Activity:
Where a line in the records below includes "TranspileOptions", pull that line out.

Dataset entries:
• • • • •
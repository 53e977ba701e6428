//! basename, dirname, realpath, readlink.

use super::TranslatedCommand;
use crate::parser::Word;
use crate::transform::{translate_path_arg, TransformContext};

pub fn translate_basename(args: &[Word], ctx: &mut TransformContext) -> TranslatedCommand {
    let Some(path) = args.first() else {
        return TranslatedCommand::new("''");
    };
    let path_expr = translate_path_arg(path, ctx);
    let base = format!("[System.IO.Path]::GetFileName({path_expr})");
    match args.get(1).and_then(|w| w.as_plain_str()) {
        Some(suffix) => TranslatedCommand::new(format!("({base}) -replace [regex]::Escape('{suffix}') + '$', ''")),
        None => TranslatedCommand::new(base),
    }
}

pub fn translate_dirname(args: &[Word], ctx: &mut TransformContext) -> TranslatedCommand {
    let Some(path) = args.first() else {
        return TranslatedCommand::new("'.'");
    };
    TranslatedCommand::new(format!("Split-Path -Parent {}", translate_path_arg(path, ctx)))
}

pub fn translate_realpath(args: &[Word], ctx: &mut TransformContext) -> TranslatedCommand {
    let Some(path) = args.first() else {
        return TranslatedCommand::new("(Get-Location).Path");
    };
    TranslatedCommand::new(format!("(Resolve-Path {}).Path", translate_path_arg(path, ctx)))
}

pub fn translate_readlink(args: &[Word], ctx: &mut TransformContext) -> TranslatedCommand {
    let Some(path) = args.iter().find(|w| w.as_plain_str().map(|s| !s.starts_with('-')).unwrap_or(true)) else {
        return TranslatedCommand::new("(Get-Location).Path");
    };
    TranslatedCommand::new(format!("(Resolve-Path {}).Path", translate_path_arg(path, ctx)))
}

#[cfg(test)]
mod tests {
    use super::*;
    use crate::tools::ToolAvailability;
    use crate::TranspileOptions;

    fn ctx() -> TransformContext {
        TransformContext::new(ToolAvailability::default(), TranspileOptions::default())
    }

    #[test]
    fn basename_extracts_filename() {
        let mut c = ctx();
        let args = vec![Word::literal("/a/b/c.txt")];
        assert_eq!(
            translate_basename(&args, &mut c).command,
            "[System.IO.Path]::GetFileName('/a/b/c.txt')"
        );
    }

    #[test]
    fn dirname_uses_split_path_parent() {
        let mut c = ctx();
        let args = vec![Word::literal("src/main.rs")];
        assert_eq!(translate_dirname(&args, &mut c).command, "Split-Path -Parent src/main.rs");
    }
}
• • • • •
Finished exercise:
    use crate::TranspileOptions;
        TransformContext::new(ToolAvailability::default(), TranspileOptions::default())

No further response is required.